Here is a vexing scenario from the world of exchange traded funds and one that might be an ominous sigh regarding investor sentiment toward social media stocks not named Facebook (NasdaqGS: FB).
Year-to-date, shares of Mark Zuckerberg’s company are up nearly 40%. Conversely, the Global X Social Media Index ETF (NasdaqGM: SOCL), an ETF where Facebook is the third-largest holding at a weight of 10.1%, has tumbled 15.6%.
What gives? The easy (and accurate) answer is that Facebook’s 10.1% weight in SOCL has not been enough to buffer the ETF from weakness in some of its other marquee holdings. That situation has recently been worsening. For example, shares of Facebook are up nearly 2% over the past month, but SOCL has tumbled 7.5% over the same period. [An Important Week for the Social Media ETF]
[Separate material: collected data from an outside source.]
//! Credential pool binding and per-request credential selection.
//!
//! A tenant may configure several equivalent upstream tokens as one
//! comma-delimited string. Spreading calls across them keeps a single
//! token from exhausting the provider's rate limit.
//!
//! [`select_credential`](RequestContext::select_credential) draws fresh on
//! every call. The forwarding stage calls
//! [`pin_credential`](RequestContext::pin_credential) once and reads
//! [`credential`](RequestContext::credential) afterwards, so one request
//! never mixes tokens.

use std::sync::Arc;

use rand::seq::SliceRandom;

use super::{Binding, RequestContext, Slot};

const POOL_DELIMITER: char = ',';

/// Split a raw pool string into its non-empty, trimmed tokens.
#[must_use]
pub fn split_pool(pool: &str) -> Vec<&str> {
    pool.split(POOL_DELIMITER)
        .map(str::trim)
        .filter(|token| !token.is_empty())
        .collect()
}

impl RequestContext {
    /// Store the raw pool string verbatim. Token shape is not validated.
    #[must_use]
    pub fn bind_credential_pool(&self, pool: impl Into<Arc<str>>) -> Self {
        self.derive(Binding::CredentialPool(pool.into()))
    }

    #[must_use]
    pub fn credential_pool(&self) -> Option<&str> {
        self.lookup_str(Slot::CredentialPool)
    }

    /// Pick one token uniformly at random from the bound pool.
    ///
    /// Returns `""` when the pool is absent or holds no tokens.
    #[must_use]
    pub fn select_credential(&self) -> String {
        let Some(pool) = self.credential_pool() else {
            return String::new();
        };
        split_pool(pool)
            .choose(&mut rand::thread_rng())
            .map_or_else(String::new, |token| (*token).to_string())
    }

    /// Select once and bind the result as this request's credential.
    ///
    /// A credential pinned after the nearest pool binding is kept; a pool
    /// rebound since the last pin gets a fresh selection. An empty
    /// selection binds nothing, leaving [`credential`](Self::credential)
    /// at `""`.
    #[must_use]
    pub fn pin_credential(&self) -> Self {
        if self.current_pin().is_some() {
            return self.clone();
        }
        let selected = self.select_credential();
        if selected.is_empty() {
            return self.clone();
        }
        self.derive(Binding::SelectedCredential(selected.into()))
    }

    /// The pinned credential, or `""` when none was pinned against the
    /// currently bound pool.
    #[must_use]
    pub fn credential(&self) -> &str {
        self.current_pin().unwrap_or_default()
    }

    // A pin only counts while no newer pool shadows the one it came from.
    fn current_pin(&self) -> Option<&str> {
        match self.lookup_nearest(&[Slot::SelectedCredential, Slot::CredentialPool])? {
            Binding::SelectedCredential(token) => Some(token),
            _ => None,
        }
    }
}
//! Bearer token extraction and HS256 JWT verification.
//!
//! [`JwtVerifier`] is built once per loaded config and checks the
//! signature, expiry, and (optionally) audience of the caller's token.
//! The resulting [`Claims`] are what the identity stage binds into the
//! request context.

use axum::http::HeaderMap;
use jsonwebtoken::errors::ErrorKind;
use jsonwebtoken::{decode, Algorithm, DecodingKey, Validation};
use serde::{Deserialize, Serialize};

use crate::config::model::JwtSettings;
use crate::error::ProxyError;

/// Claims carried by a gateway access token.
#[derive(Debug, Clone, PartialEq, Eq, Serialize, Deserialize)]
pub struct Claims {
    pub sub: String,

    #[serde(default, skip_serializing_if = "Option::is_none")]
    pub email: Option<String>,

    /// Tenant this token grants access to.
    pub instance_id: String,

    #[serde(default)]
    pub roles: Vec<String>,

    pub exp: u64,
}

impl Claims {
    /// True when the instance allows any caller, or the caller holds one
    /// of the allowed roles.
    #[must_use]
    pub fn has_any_role(&self, allowed: &[String]) -> bool {
        allowed.is_empty() || self.roles.iter().any(|r| allowed.contains(r))
    }
}

pub struct JwtVerifier {
    decoding_key: DecodingKey,
    validation: Validation,
}

impl JwtVerifier {
    #[must_use]
    pub fn new(settings: &JwtSettings) -> Self {
        let mut validation = Validation::new(Algorithm::HS256);
        match settings.audience {
            Some(ref audience) => validation.set_audience(&[audience]),
            None => validation.validate_aud = false,
        }

        Self {
            decoding_key: DecodingKey::from_secret(settings.secret.as_bytes()),
            validation,
        }
    }

    pub fn verify(&self, token: &str) -> Result<Claims, ProxyError> {
        decode::<Claims>(token, &self.decoding_key, &self.validation)
            .map(|data| data.claims)
            .map_err(|e| {
                let reason = match e.kind() {
                    ErrorKind::InvalidToken => "invalid token format",
                    ErrorKind::InvalidSignature => "invalid signature",
                    ErrorKind::ExpiredSignature => "token expired",
                    ErrorKind::InvalidAudience => "invalid audience",
                    ErrorKind::ImmatureSignature => "token not yet valid",
                    ErrorKind::MissingRequiredClaim(_) | ErrorKind::Json(_) => {
                        "missing or malformed claims"
                    }
                    _ => "invalid token",
                };
                ProxyError::InvalidToken(reason)
            })
    }
}

/// Extract the token from an `Authorization: Bearer <token>` header.
#[must_use]
pub fn bearer_token(headers: &HeaderMap) -> Option<&str> {
    let value = headers.get(axum::http::header::AUTHORIZATION)?.to_str().ok()?;
    let (scheme, token) = value.split_once(' ')?;
    let token = token.trim();
    (scheme.eq_ignore_ascii_case("bearer") && !token.is_empty()).then_some(token)
}
//! Configuration loading, validation, and hot-reloading.
//!
//! Defines the [`ConfigSource`] trait for pluggable config backends and
//! the [`ConfigVersion`] enum for change detection. Submodules provide
//! the data model, validation logic, and the file-based source.

pub mod model;
pub mod sources;
pub mod validation;

use async_trait::async_trait;

use crate::error::GatewayError;
use model::GatewayConfig;

#[derive(Debug, Clone, PartialEq, Eq)]
#[non_exhaustive]
pub enum ConfigVersion {
    Hash(String),
}

impl ConfigVersion {
    /// Short form for logs and the health endpoint.
    #[must_use]
    pub fn short(&self) -> &str {
        match self {
            Self::Hash(h) => h.get(..8).unwrap_or(h),
        }
    }
}

// async_trait keeps the trait usable as `dyn ConfigSource`; native async fn in
// traits does not support dyn dispatch.
#[async_trait]
pub trait ConfigSource: Send + Sync {
    fn name(&self) -> &'static str;
    async fn load(&self) -> Result<(GatewayConfig, ConfigVersion), GatewayError>;
    async fn has_changed(&self, current: &ConfigVersion) -> Result<bool, GatewayError>;
}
SOCL’s one-month decline is nearly in-line with the 7.7% shed by LinkedIn (NYSE: LNKD), the ETF’s largest holding, over the same period. Trading more than 7% below its 200-day moving average, SOCL took out its October lows on Monday and with little in the way of support, the ETF’s chart indicates a fall to the May lows (also the ETF’s 52-week low) could be in the offing.
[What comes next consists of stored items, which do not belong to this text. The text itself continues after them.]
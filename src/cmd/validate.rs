//! `gatehouse validate`: check a configuration file for errors.
//!
//! Parses and validates the config file, reporting results in either
//! human-readable text or machine-readable JSON format.

use crate::cli::{ValidateArgs, ValidateFormat};
use crate::config::sources::parse_config_str;
use crate::config::validation;
use crate::error::GatewayError;

pub fn execute(args: &ValidateArgs) -> Result<(), GatewayError> {
    let path = &args.config;

    if !path.exists() {
        return Err(GatewayError::ConfigFileNotFound { path: path.clone() });
    }

    let content = std::fs::read_to_string(path)?;

    let ext = path.extension().and_then(|e| e.to_str()).unwrap_or("");
    let config = parse_config_str(ext, &content, &path.display().to_string())?;

    if let Err(errors) = validation::validate(&config) {
        match args.format {
            ValidateFormat::Text => {
                eprintln!("\u{2717} {} has {} errors\n", path.display(), errors.len());
                for error in &errors {
                    eprintln!("{error}");
                }
            }
            ValidateFormat::Json => {
                let json_errors: Vec<serde_json::Value> = errors
                    .iter()
                    .map(|e| {
                        serde_json::json!({
                            "instance": e.instance,
                            "field": e.field,
                            "message": e.message,
                            "suggestion": e.suggestion,
                        })
                    })
                    .collect();
                println!(
                    "{}",
                    serde_json::json!({
                        "valid": false,
                        "errors": json_errors,
                    })
                );
            }
        }
        return Err(GatewayError::ConfigValidation { errors });
    }

    match args.format {
        ValidateFormat::Text => {
            println!(
                "\u{2713} {}",
                validation::format_validation_report(&path.display().to_string(), &config)
            );
        }
        ValidateFormat::Json => {
            let instances: Vec<&str> = config.instances.iter().map(|i| i.id.as_str()).collect();
            println!(
                "{}",
                serde_json::json!({
                    "valid": true,
                    "instances": instances,
                })
            );
        }
    }

    Ok(())
}
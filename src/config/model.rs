//! Serde data structures for the gatehouse configuration file.
//!
//! Contains [`GatewayConfig`] (the root), [`JwtSettings`], [`Defaults`],
//! and the per-tenant [`Instance`] records. All types derive `Serialize`
//! and `Deserialize` with `deny_unknown_fields` for strict parsing.
//!
//! [`Instance::resolve`] folds the gateway defaults into an instance to
//! produce the [`TenantConfig`] a request is served with.

use std::fmt;

use serde::{Deserialize, Serialize};
use url::Url;

use crate::context::credential::split_pool;

const fn default_timeout() -> u64 {
    5000
}

const fn default_true() -> bool {
    true
}

fn is_default_timeout(v: &u64) -> bool {
    *v == default_timeout()
}

fn is_true(v: &bool) -> bool {
    *v
}

fn is_default_defaults(v: &Defaults) -> bool {
    v.timeout == default_timeout() && v.forward_headers
}

#[derive(Debug, Clone, Deserialize, Serialize)]
#[serde(deny_unknown_fields)]
pub struct GatewayConfig {
    pub jwt: JwtSettings,

    #[serde(default, skip_serializing_if = "is_default_defaults")]
    pub defaults: Defaults,

    pub instances: Vec<Instance>,
}

impl GatewayConfig {
    #[must_use]
    pub fn find_instance(&self, id: &str) -> Option<&Instance> {
        self.instances.iter().find(|i| i.id == id)
    }
}

#[derive(Clone, Default, Deserialize, Serialize)]
#[serde(deny_unknown_fields)]
pub struct JwtSettings {
    #[serde(default)]
    pub secret: String,

    #[serde(default, skip_serializing_if = "Option::is_none")]
    pub audience: Option<String>,
}

#[derive(Debug, Clone, Deserialize, Serialize)]
#[serde(deny_unknown_fields)]
pub struct Defaults {
    #[serde(
        default = "default_timeout",
        skip_serializing_if = "is_default_timeout"
    )]
    pub timeout: u64,

    #[serde(default = "default_true", skip_serializing_if = "is_true")]
    pub forward_headers: bool,
}

impl Default for Defaults {
    fn default() -> Self {
        Self {
            timeout: default_timeout(),
            forward_headers: default_true(),
        }
    }
}

#[derive(Clone, Deserialize, Serialize)]
#[serde(deny_unknown_fields)]
pub struct Instance {
    pub id: String,

    /// First path segment that routes to this instance, e.g. `github`.
    pub provider: String,

    /// Upstream base URL the remaining path is appended to.
    pub endpoint: String,

    /// Comma-delimited pool of equivalent upstream tokens.
    #[serde(default)]
    pub access_tokens: String,

    #[serde(default, skip_serializing_if = "Vec::is_empty")]
    pub roles: Vec<String>,

    #[serde(default, skip_serializing_if = "Option::is_none")]
    pub webhook_secret: Option<String>,

    #[serde(default, skip_serializing_if = "Option::is_none")]
    pub site_id: Option<String>,

    #[serde(default, skip_serializing_if = "Option::is_none")]
    pub timeout: Option<u64>,
}

fn redacted<T>(value: Option<&T>) -> Option<&'static str> {
    value.map(|_| "<redacted>")
}

/// Renders a credential pool as its token count only.
struct RedactedPool<'a>(&'a str);

impl fmt::Debug for RedactedPool<'_> {
    fn fmt(&self, f: &mut fmt::Formatter<'_>) -> fmt::Result {
        write!(f, "<{} redacted>", split_pool(self.0).len())
    }
}

impl fmt::Debug for JwtSettings {
    fn fmt(&self, f: &mut fmt::Formatter<'_>) -> fmt::Result {
        f.debug_struct("JwtSettings")
            .field("secret", &redacted(Some(&self.secret).filter(|s| !s.is_empty())))
            .field("audience", &self.audience)
            .finish()
    }
}

// Tokens and the webhook secret are reduced to a count and a presence flag.
impl fmt::Debug for Instance {
    fn fmt(&self, f: &mut fmt::Formatter<'_>) -> fmt::Result {
        f.debug_struct("Instance")
            .field("id", &self.id)
            .field("provider", &self.provider)
            .field("endpoint", &self.endpoint)
            .field("access_tokens", &RedactedPool(&self.access_tokens))
            .field("roles", &self.roles)
            .field("webhook_secret", &redacted(self.webhook_secret.as_ref()))
            .field("site_id", &self.site_id)
            .field("timeout", &self.timeout)
            .finish()
    }
}

impl Instance {
    pub fn resolve(&self, defaults: &Defaults) -> Result<TenantConfig, url::ParseError> {
        Ok(TenantConfig {
            provider: self.provider.clone(),
            endpoint: Url::parse(&self.endpoint)?,
            access_tokens: self.access_tokens.clone(),
            roles: self.roles.clone(),
            timeout: self.timeout.unwrap_or(defaults.timeout),
            forward_headers: defaults.forward_headers,
        })
    }
}

/// Effective configuration for one request's tenant.
#[derive(Clone, PartialEq, Eq)]
pub struct TenantConfig {
    pub provider: String,
    pub endpoint: Url,
    pub access_tokens: String,
    pub roles: Vec<String>,
    pub timeout: u64,
    pub forward_headers: bool,
}

impl fmt::Debug for TenantConfig {
    fn fmt(&self, f: &mut fmt::Formatter<'_>) -> fmt::Result {
        f.debug_struct("TenantConfig")
            .field("provider", &self.provider)
            .field("endpoint", &self.endpoint.as_str())
            .field("access_tokens", &RedactedPool(&self.access_tokens))
            .field("roles", &self.roles)
            .field("timeout", &self.timeout)
            .field("forward_headers", &self.forward_headers)
            .finish()
    }
}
SOCL’s weakness is far from encouraging at a time when most U.S. large-caps are flexing their muscles.
“With large cap U.S. indices hitting record highs on a daily basis, it is becoming easier to spot the areas of the market that aren’t participating. The one that stands out the most in my view is Social Media. A high-growth, high-profile industry that had huge outperformance in 2013, one would expect it to be posting similar gains in 2014,” writes Charlie Bilello on Yahoo Finance. “The question for investors is whether this weakness is merely temporary or perhaps an early indication that share prices and expectations have gotten ahead of fundamentals.”